**Your goal**: What is the number of lines in these records that hold the word "derive"? Reply with that number alone.

(Records excerpted from a collection)
——————

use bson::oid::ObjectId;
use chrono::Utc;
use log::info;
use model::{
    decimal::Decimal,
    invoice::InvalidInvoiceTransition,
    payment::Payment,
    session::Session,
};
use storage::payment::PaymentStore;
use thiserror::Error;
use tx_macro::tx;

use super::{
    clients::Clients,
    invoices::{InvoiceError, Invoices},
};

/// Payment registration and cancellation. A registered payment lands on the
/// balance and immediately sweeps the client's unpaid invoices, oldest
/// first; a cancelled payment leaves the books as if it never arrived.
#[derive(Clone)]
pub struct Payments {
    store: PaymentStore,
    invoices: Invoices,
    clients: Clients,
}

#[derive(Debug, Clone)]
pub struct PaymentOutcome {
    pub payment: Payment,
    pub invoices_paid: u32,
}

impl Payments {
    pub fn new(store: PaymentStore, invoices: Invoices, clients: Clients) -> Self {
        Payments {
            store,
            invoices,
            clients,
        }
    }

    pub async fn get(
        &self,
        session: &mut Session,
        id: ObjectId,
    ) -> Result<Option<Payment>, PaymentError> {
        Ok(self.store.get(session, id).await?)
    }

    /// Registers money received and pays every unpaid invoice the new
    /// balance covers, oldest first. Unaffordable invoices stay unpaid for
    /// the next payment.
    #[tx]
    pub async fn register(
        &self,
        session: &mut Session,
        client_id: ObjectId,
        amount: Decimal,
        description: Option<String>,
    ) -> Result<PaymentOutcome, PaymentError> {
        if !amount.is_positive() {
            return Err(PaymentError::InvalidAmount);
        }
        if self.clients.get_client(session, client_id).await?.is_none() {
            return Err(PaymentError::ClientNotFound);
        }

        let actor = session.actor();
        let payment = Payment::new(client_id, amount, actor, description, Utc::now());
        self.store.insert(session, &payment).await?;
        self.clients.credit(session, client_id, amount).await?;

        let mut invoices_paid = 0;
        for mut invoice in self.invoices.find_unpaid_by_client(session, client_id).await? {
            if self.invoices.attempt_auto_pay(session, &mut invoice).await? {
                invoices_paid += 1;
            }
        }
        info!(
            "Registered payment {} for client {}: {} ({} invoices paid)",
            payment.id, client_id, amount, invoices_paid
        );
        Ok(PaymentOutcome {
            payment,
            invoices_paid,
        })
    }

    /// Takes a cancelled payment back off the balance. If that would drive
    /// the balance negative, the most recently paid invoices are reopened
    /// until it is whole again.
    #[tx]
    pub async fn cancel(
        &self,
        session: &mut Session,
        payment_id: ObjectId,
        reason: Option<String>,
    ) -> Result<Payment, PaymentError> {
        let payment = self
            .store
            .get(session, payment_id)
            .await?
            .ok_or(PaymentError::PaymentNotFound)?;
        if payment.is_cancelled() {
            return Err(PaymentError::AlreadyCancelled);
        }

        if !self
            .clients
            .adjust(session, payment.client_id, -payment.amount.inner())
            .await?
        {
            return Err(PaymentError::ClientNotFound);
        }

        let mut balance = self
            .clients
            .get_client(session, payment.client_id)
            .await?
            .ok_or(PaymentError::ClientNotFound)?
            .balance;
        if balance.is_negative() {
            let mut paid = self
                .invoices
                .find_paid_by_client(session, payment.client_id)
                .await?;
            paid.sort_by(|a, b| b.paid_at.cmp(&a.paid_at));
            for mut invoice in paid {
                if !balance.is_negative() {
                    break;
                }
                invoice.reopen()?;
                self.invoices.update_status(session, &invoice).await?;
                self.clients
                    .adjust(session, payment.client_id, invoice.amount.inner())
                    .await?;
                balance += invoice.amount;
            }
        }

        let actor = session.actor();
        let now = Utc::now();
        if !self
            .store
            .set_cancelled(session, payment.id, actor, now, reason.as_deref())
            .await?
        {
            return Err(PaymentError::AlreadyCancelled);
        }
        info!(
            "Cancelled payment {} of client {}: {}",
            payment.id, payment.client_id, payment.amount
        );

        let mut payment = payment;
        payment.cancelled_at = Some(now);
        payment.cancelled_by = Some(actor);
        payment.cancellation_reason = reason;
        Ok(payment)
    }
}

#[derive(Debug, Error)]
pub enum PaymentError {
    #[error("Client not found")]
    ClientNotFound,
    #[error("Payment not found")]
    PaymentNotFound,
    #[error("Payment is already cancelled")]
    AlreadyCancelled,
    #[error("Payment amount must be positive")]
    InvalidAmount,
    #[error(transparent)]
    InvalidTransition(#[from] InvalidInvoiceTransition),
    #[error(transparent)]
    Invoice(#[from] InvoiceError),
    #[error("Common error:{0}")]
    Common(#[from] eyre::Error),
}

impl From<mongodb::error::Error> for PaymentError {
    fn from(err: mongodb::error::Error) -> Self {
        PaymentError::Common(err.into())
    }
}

——————

**Written answer**: 3